■ EXERCISE DESCRIPTION:
Take the lines below beginning at the line that has "fn assert_unit(v: Vector3<f32>)" and stopping after the line that has "assert_relative_eq!(camera.front.dot(camera.up), 0.0, epsilon", and print them exactly as they are, with no other lines.

■ MATERIAL PROVIDED:

Segment Open

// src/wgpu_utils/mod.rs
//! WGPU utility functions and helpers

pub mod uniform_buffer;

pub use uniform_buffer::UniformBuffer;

Segment Closed
Segment Open

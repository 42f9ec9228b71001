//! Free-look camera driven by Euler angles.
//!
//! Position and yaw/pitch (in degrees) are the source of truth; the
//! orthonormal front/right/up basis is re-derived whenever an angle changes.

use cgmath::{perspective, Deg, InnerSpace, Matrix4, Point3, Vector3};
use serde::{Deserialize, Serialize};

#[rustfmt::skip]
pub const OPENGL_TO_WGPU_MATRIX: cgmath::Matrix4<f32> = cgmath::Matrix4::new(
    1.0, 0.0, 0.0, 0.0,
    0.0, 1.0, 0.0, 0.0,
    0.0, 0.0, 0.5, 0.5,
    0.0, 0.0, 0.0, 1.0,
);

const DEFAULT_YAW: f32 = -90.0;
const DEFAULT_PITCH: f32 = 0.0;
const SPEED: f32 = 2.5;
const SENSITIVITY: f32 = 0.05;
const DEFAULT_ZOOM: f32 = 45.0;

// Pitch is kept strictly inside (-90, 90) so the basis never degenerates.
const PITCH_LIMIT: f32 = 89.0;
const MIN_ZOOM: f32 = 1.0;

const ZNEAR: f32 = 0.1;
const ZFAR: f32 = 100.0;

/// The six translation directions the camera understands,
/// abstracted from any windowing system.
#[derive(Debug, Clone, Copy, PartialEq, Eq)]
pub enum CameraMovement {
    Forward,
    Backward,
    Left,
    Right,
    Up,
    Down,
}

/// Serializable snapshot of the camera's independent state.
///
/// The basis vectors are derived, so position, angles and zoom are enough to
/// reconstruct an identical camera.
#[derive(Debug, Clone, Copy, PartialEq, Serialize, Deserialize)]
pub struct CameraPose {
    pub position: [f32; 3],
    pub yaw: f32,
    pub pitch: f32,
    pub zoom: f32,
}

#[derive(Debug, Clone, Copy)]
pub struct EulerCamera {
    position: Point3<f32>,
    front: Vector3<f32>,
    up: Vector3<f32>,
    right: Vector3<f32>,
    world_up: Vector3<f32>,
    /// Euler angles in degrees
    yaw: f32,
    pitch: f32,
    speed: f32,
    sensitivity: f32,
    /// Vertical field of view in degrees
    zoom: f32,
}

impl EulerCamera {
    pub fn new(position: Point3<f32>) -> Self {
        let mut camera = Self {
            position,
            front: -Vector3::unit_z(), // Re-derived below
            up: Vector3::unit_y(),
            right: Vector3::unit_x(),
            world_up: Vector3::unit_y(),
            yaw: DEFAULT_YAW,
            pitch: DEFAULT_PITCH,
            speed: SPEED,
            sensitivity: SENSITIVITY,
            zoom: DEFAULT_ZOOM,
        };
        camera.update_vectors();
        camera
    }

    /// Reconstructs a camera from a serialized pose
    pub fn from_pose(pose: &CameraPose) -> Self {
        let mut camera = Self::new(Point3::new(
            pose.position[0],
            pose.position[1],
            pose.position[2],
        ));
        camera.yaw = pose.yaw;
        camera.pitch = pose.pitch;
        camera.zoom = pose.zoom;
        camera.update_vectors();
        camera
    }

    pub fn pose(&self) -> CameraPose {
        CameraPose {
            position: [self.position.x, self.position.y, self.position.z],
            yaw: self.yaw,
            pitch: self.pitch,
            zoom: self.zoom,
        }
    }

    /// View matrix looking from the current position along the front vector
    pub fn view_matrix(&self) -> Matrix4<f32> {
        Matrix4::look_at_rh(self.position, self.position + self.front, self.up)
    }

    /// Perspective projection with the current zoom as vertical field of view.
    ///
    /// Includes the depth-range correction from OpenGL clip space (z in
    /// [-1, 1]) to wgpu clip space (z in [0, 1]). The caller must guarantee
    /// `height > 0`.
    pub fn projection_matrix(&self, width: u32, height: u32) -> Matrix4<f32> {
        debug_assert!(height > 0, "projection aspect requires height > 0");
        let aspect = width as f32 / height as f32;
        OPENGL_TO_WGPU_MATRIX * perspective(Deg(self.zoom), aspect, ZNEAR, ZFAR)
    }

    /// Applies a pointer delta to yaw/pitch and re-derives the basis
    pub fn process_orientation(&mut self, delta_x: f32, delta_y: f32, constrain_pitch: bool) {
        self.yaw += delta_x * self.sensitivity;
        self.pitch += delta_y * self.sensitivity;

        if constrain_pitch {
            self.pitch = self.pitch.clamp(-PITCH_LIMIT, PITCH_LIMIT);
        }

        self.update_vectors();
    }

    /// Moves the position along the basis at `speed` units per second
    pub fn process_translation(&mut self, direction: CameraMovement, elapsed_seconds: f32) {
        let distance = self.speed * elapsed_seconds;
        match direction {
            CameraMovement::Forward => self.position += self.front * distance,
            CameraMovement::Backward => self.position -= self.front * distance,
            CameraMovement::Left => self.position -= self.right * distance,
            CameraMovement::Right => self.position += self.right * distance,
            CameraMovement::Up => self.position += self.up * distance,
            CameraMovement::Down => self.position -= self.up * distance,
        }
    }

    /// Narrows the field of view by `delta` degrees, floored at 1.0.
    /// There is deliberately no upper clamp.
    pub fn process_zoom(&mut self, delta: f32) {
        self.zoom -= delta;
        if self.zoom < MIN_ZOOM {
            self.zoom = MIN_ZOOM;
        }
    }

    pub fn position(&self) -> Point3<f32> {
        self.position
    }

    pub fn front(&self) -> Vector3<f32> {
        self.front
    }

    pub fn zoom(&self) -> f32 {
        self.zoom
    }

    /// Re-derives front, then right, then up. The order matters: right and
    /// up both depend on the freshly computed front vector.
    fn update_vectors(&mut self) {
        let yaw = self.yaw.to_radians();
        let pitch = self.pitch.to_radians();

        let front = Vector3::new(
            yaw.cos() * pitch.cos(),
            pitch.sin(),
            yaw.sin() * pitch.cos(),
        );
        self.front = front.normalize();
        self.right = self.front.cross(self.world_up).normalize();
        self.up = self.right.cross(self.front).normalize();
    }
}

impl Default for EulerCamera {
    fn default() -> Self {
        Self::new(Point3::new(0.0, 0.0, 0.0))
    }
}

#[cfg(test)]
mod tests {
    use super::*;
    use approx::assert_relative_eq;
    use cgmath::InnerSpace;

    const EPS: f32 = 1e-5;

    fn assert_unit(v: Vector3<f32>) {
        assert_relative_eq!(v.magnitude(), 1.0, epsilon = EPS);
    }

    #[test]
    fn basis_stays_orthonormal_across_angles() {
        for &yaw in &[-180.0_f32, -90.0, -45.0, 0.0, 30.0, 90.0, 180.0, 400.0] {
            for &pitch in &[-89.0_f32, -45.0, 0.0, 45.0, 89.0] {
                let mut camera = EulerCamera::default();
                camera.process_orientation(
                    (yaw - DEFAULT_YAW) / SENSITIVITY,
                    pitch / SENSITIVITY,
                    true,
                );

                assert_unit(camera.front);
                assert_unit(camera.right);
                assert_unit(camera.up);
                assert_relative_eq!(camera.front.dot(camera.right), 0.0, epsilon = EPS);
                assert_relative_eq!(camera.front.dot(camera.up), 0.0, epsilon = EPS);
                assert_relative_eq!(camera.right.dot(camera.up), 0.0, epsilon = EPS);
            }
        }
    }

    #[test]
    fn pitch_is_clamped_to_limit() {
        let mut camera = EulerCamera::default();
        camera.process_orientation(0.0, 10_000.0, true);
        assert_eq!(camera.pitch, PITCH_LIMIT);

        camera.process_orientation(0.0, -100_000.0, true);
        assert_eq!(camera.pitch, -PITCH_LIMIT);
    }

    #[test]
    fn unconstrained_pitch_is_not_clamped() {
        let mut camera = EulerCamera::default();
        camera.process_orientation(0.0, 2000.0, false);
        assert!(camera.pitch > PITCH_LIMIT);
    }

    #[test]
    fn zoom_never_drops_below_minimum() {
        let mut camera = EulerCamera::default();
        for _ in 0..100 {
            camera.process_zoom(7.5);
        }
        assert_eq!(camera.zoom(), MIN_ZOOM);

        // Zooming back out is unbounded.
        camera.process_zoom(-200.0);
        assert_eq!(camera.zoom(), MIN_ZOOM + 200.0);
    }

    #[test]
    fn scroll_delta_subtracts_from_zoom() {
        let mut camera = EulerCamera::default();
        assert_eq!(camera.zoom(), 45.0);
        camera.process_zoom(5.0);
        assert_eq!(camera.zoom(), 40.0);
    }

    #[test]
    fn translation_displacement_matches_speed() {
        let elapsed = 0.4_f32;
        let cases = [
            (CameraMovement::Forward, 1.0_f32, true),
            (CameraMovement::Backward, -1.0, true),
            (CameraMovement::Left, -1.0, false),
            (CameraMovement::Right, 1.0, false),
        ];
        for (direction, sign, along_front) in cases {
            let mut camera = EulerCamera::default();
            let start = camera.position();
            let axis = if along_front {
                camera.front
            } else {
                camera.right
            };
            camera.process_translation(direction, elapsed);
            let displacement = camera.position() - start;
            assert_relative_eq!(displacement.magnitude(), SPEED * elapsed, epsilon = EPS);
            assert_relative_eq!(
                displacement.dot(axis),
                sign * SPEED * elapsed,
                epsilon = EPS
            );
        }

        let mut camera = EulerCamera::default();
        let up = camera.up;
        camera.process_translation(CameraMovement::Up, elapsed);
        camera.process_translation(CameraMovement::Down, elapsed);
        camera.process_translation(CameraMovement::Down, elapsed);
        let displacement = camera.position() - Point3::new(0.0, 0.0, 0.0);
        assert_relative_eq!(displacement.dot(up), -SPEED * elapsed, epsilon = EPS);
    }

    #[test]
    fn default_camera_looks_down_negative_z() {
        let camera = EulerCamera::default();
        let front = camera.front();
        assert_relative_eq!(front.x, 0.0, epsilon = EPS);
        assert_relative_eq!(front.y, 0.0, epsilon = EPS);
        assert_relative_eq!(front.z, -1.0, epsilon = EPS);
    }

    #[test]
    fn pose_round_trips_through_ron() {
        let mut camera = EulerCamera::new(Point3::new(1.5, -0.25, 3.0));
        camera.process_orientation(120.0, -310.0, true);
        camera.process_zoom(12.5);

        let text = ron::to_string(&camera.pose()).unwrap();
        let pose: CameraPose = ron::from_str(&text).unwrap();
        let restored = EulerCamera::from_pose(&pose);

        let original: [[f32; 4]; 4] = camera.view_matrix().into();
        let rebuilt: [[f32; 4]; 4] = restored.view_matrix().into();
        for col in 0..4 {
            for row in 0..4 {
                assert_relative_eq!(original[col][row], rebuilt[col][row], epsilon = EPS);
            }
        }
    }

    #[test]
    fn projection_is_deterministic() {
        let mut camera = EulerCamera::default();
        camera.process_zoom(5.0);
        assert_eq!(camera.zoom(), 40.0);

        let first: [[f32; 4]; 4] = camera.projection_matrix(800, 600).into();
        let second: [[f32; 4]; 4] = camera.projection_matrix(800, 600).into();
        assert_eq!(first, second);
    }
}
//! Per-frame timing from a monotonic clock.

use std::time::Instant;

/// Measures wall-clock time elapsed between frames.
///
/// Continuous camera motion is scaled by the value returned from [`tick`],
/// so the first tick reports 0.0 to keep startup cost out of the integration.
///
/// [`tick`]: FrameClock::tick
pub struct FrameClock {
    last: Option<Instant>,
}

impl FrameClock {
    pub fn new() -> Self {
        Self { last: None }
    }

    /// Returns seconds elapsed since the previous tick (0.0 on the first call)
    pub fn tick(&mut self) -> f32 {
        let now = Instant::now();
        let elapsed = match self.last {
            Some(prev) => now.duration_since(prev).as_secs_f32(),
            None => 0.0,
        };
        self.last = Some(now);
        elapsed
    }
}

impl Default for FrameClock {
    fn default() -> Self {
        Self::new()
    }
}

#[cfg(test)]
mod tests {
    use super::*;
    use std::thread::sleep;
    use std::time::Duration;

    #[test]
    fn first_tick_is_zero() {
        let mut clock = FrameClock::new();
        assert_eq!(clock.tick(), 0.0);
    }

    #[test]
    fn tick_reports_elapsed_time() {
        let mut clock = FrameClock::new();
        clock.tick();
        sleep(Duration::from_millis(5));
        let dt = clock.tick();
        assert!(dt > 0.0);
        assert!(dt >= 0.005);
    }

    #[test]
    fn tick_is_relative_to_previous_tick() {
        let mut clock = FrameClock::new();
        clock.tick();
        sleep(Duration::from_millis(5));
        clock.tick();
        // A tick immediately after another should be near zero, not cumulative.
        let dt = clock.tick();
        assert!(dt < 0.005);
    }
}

Segment Closed

■ SOLUTION TO THE PROBLEM:
    fn assert_unit(v: Vector3<f32>) {
        assert_relative_eq!(v.magnitude(), 1.0, epsilon = EPS);
    }

    #[test]
    fn basis_stays_orthonormal_across_angles() {
        for &yaw in &[-180.0_f32, -90.0, -45.0, 0.0, 30.0, 90.0, 180.0, 400.0] {
            for &pitch in &[-89.0_f32, -45.0, 0.0, 45.0, 89.0] {
                let mut camera = EulerCamera::default();
                camera.process_orientation(
                    (yaw - DEFAULT_YAW) / SENSITIVITY,
                    pitch / SENSITIVITY,
                    true,
                );

                assert_unit(camera.front);
                assert_unit(camera.right);
                assert_unit(camera.up);
                assert_relative_eq!(camera.front.dot(camera.right), 0.0, epsilon = EPS);
                assert_relative_eq!(camera.front.dot(camera.up), 0.0, epsilon = EPS);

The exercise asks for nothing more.